Perchè sono quasi ateo?
- Roberto Mucciarini
- 20 gen
- Tempo di lettura: 2 min
Sì, avete letto bene. Sono quasi ateo. E non per provocazione, né per ambiguità intellettuale. Lo sono perché prendo sul serio ciò che siamo.
Guardiamoci con onestà: siamo composti almeno per il 90% di materia. Una materia straordinaria, che funziona, vive e si organizza in perfetta autonomia. Non ha bisogno di interventi esterni per far battere il cuore, digerire il cibo, rigenerare le cellule. È una macchina meravigliosa che procede "in automatico", e questo automatismo non è un difetto: è la condizione stessa della nostra esistenza.
Di fronte a questa evidenza, l'ateismo appare come la posizione più naturale, quasi ovvia. I risultati della scienza, nel corso dei secoli, hanno accumulato prove schiaccianti a favore di una visione materialista della realtà. L'aumento degli atei nel mondo moderno non è casuale: cresce in proporzione diretta con l'avanzare della conoscenza scientifica. Nei secoli passati, quando mancavano questi dati, l'ateo quasi non esisteva. Non perché l'uomo fosse diverso o le ragioni dell'ateismo fossero meno valide, ma semplicemente perché non c'erano ancora gli strumenti per sostenerle con tanta forza.

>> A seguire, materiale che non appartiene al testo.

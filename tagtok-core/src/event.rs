//! Parser events - the output of the tag tokenizer.
//!
//! This is a SAX-style callback model: the parser pushes [`Text`] and
//! [`Tag`] views at a [`TokenHandler`] as it recognizes them, with no
//! accumulation and no tree.
//!
//! Both views are zero-copy references into the original input buffer,
//! valid only for the duration of the callback that receives them. A
//! consumer that needs an event beyond its callback must copy the text
//! out; the parser reuses its internal storage between callbacks.

use std::borrow::Cow;

use crate::parser::ParseErrorCode;
use crate::span::{Location, Span};

/// How a tag occurrence is written.
#[derive(Debug, Clone, Copy, PartialEq, Eq)]
pub enum TagKind {
    /// `<name ...>`
    Open,
    /// `</name ...>`
    Close,
    /// `<name .../>`
    Empty,
}

/// One parsed attribute, in source order.
///
/// The name is stored verbatim (lookup compares case-insensitively).
/// The value is `None` for valueless HTML-boolean-style attributes;
/// quoted values have already had their delimiters stripped. Values
/// reassembled from fragmented unquoted tokens are owned, everything
/// else borrows the input.
#[derive(Debug, Clone, PartialEq)]
pub struct Attribute<'a> {
    pub name: &'a str,
    pub value: Option<Cow<'a, str>>,
}

/// A run of plain content: either document text between tags, or the
/// whole span of a tag the consumer declined interest in.
#[derive(Debug, Clone, Copy)]
pub struct Text<'a> {
    raw: &'a str,
    span: Span,
}

impl<'a> Text<'a> {
    pub(crate) fn new(raw: &'a str, span: Span) -> Self {
        Self { raw, span }
    }

    /// The text itself, as a slice of the original input.
    #[inline]
    pub fn as_str(&self) -> &'a str {
        self.raw
    }

    /// Byte span within the original input.
    #[inline]
    pub fn span(&self) -> Span {
        self.span
    }

    /// Append this run to an output buffer without intermediate copies.
    pub fn write_to(&self, out: &mut String) {
        out.push_str(self.raw);
    }
}

/// A fully parsed tag occurrence the consumer cares about.
#[derive(Debug, Clone, Copy)]
pub struct Tag<'a> {
    kind: TagKind,
    name: &'a str,
    raw: &'a str,
    span: Span,
    attributes: &'a [Attribute<'a>],
}

impl<'a> Tag<'a> {
    pub(crate) fn new(
        kind: TagKind,
        name: &'a str,
        raw: &'a str,
        span: Span,
        attributes: &'a [Attribute<'a>],
    ) -> Self {
        Self {
            kind,
            name,
            raw,
            span,
            attributes,
        }
    }

    /// Open, Close, or Empty.
    #[inline]
    pub fn kind(&self) -> TagKind {
        self.kind
    }

    /// The tag name, verbatim.
    #[inline]
    pub fn name(&self) -> &'a str {
        self.name
    }

    /// The whole `<...>` occurrence, delimiters included.
    #[inline]
    pub fn as_str(&self) -> &'a str {
        self.raw
    }

    /// Byte span of the whole occurrence within the original input.
    #[inline]
    pub fn span(&self) -> Span {
        self.span
    }

    /// Attributes in source order.
    #[inline]
    pub fn attributes(&self) -> &'a [Attribute<'a>] {
        self.attributes
    }

    /// Number of attributes.
    #[inline]
    pub fn attribute_count(&self) -> usize {
        self.attributes.len()
    }

    /// Name of the attribute at `index`, or `None` if out of range.
    pub fn attribute_name(&self, index: usize) -> Option<&str> {
        self.attributes.get(index).map(|attr| attr.name)
    }

    /// Value of the attribute at `index`. `None` for both an out-of-range
    /// index and a present-but-valueless attribute.
    pub fn attribute_value(&self, index: usize) -> Option<&str> {
        self.attributes.get(index).and_then(|attr| attr.value.as_deref())
    }

    /// Look up an attribute value by name, ASCII-case-insensitively.
    /// First match wins. `None` when the attribute is absent or valueless.
    pub fn attribute_value_named(&self, name: &str) -> Option<&str> {
        self.attributes
            .iter()
            .find(|attr| attr.name.eq_ignore_ascii_case(name))
            .and_then(|attr| attr.value.as_deref())
    }

    /// True iff [`attribute_value_named`](Self::attribute_value_named)
    /// finds a present value. A valueless attribute therefore reads as
    /// absent here - a quirk kept for compatibility with historical
    /// behavior.
    pub fn has_attribute(&self, name: &str) -> bool {
        self.attribute_value_named(name).is_some()
    }

    /// Append the whole occurrence to an output buffer.
    pub fn write_to(&self, out: &mut String) {
        out.push_str(self.raw);
    }
}

/// The event consumer.
///
/// One handler receives every event of a pass, in source order. The
/// `error` callback fires at most once, immediately before the pass
/// unwinds.
pub trait TokenHandler {
    /// Queried once per tag occurrence, before any attribute parsing.
    /// Returning `false` makes the parser re-emit the whole `<...>` span
    /// as one [`Text`] event instead.
    fn cares_about_tag(&mut self, name: &str) -> bool;

    /// A run of plain text (including opaque un-cared-for tag spans).
    fn text(&mut self, text: &Text<'_>);

    /// A fully parsed, cared-about tag.
    fn tag(&mut self, tag: &Tag<'_>);

    /// A fatal condition. The pass aborts right after this returns;
    /// events emitted before the failure point stand.
    fn error(&mut self, code: ParseErrorCode, location: Location);
}

impl<H: TokenHandler + ?Sized> TokenHandler for &mut H {
    fn cares_about_tag(&mut self, name: &str) -> bool {
        (**self).cares_about_tag(name)
    }

    fn text(&mut self, text: &Text<'_>) {
        (**self).text(text)
    }

    fn tag(&mut self, tag: &Tag<'_>) {
        (**self).tag(tag)
    }

    fn error(&mut self, code: ParseErrorCode, location: Location) {
        (**self).error(code, location)
    }
}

Dunque, perché solo quasi?
Perché c'è quel 10%. Piccolo, minoritario, ma irriducibile.
È il CEFA, quella qualità attiva che non si lascia spiegare dalle leggi della fisica, quel "qualcosa" che nei secoli ha costretto l'uomo a cercare oltre se stesso, oltre la materia. Possiamo ignorarlo, ridicolizzarlo, negarlo in nome della ragione. Ma lui continua imperterrito a chiedere udienza. E quando gliela neghiamo, si vendica. Non con punizioni divine, ma con disadattamenti, crisi esistenziali, quel vuoto interiore che nessun successo materiale riesce a colmare.
Ecco il punto: più la scienza si spinge ai confini della materia, più scopre di non bastare a se stessa. Proprio quei dati che sembravano consegnarle la verità definitiva rivelano, ai margini, territori inesplorati che sfuggono alle sue categorie.
L'Illumanesimo nasce da questa consapevolezza. Non chiede al 10% di dominare il 90%, come hanno preteso per secoli le religioni tradizionali. Ma non accetta nemmeno che il 90% sopprima quella minoranza irriducibile, come vorrebbe fare il materialismo contemporaneo.
La via è l'equilibrio. Non per compromesso, ma per necessità ontologica.
Se la parte materiale continuerà a voler annientare ciò che non può comprendere, il risultato non sarà la pace della ragione, ma solo problemi e dolori esistenziali. Dolori che, paradossalmente, fanno molto più male di quelli fisici.
Sono quasi ateo perché rispetto profondamente la materia che mi costituisce. Ma sono quasi ateo perché so che non sono solo materia. E questa consapevolezza non è un atto di fede: è il riconoscimento di ciò che sono. Interamente e non solo al 90%.